Voice-to-Text for Lawyers: A Complete Guide

This article is for general information purposes only and does not constitute legal advice. You should seek independent legal advice relevant to your specific circumstances.

Lawyers have been dictating for decades. Before digital tools, solicitors dictated into cassette recorders and handed the tapes to secretarial staff for transcription. The technology has changed, but the underlying principle remains sound: speaking is faster than typing, and for professionals who spend their days communicating orally with clients, courts, and colleagues, voice is a natural input method for record-keeping.

What has changed is the capability of the technology. Modern voice-to-text tools do not just transcribe words. The best of them can structure output, recognise domain-specific vocabulary, and produce formatted documents from spoken input. For lawyers, this matters because the output of dictation is not a transcript. It is a professional document: a file note, a letter, or a memorandum.

This guide covers how voice-to-text technology works, why general-purpose tools often fall short for legal work, the privacy considerations that practitioners need to understand, and a comparison of the main tools available in 2026.


How voice-to-text technology works

At its core, voice-to-text (also called speech-to-text or automatic speech recognition) converts spoken audio into written text. The process involves several stages:

  1. Audio capture: A microphone records the speaker's voice.
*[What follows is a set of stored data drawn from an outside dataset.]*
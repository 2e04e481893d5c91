//! Scripted POP3 sessions.

#![allow(clippy::unwrap_used)]

use pocketmail_net::LineConnection;
use pocketmail_net::testing::ScriptedStream;
use pocketmail_pop3::Pop3Client;
use tokio_test::io::Builder;

#[tokio::test]
async fn test_stls_session() {
    let mock = Builder::new()
        .read(b"+OK POP3 ready\r\n")
        .write(b"CAPA\r\n")
        .read(b"+OK\r\nSTLS\r\nUIDL\r\n.\r\n")
        .write(b"STLS\r\n")
        .read(b"+OK Begin TLS negotiation\r\n")
        .write(b"USER ann\r\n")
        .read(b"+OK\r\n")
        .write(b"PASS secret\r\n")
        .read(b"+OK maildrop locked and ready\r\n")
        .write(b"STAT\r\n")
        .read(b"+OK 2 640\r\n")
        .write(b"QUIT\r\n")
        .read(b"+OK bye\r\n")
        .build();
    let (stream, log) = ScriptedStream::new(mock);
    let mut client = Pop3Client::new(LineConnection::new(stream));

    client.greeting().await.unwrap();
    client.capa().await.unwrap();
    assert!(client.has_capability("STLS"));

    let mut client = client.stls("pop.example.com").await.unwrap();
    assert!(client.is_tls());
    assert!(client.capabilities().is_empty());

    client.login("ann", "secret").await.unwrap();
    assert_eq!(client.stat().await.unwrap(), 2);
    client.quit().await.unwrap();

    let writes = log.writes();
    let stls = writes.iter().position(|(_, w)| w == b"STLS\r\n").unwrap();
    assert!(writes[..=stls].iter().all(|(tls, _)| !tls));
    assert!(writes[stls + 1..].iter().all(|(tls, _)| *tls));
}

#[tokio::test]
async fn test_headers_then_body_with_stable_numbers() {
    let mock = Builder::new()
        .write(b"STAT\r\n")
        .read(b"+OK 3 900\r\n")
        .write(b"TOP 3 0\r\n")
        .read(b"+OK\r\nFrom: ann@example.com\r\nSubject: third\r\n.\r\n")
        .write(b"DELE 2\r\n")
        .read(b"+OK\r\n")
        .write(b"TOP 3 50\r\n")
        .read(b"+OK\r\nFrom: ann@example.com\r\nSubject: third\r\n\r\nhello\r\n...\r\n.\r\n")
        .write(b"UIDL 3\r\n")
        .read(b"+OK 3 uid-three\r\n")
        .build();
    let mut client = Pop3Client::new(LineConnection::new(mock));

    let count = client.stat().await.unwrap();
    let headers = client.top(count, 0).await.unwrap();
    assert!(headers.ends_with(b"Subject: third\r\n"));

    client.dele(2).await.unwrap();

    // Message 3 is still message 3 after deleting message 2.
    let body = client.top(3, 50).await.unwrap();
    assert!(body.ends_with(b"\r\nhello\r\n..\r\n"));
    assert_eq!(client.uidl(3).await.unwrap().as_deref(), Some("uid-three"));
}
Quality matters here. Background noise, poor microphone placement, and low-quality hardware all reduce accuracy.
  2. Signal processing: The raw audio is cleaned and normalised. This step filters out background noise and adjusts for volume variations.
  3. Speech recognition: A machine learning model analyses the processed audio and converts it to text. Modern systems use deep neural networks trained on millions of hours of speech data. They handle natural speech patterns, accents, and varying speeds.
  4. Language modelling: The recognised words are refined using language models that understand context. If the audio sounds like "the plaintiff filed a motion," the language model understands that "plaintiff" is more likely than "plane tiff" in a legal context, provided it has been trained on legal text.
  5. Post-processing (in advanced tools): Some tools add a final layer where AI structures and formats the raw text. This can include adding punctuation, organising content under headings, removing filler words, and converting spoken language into professional written prose.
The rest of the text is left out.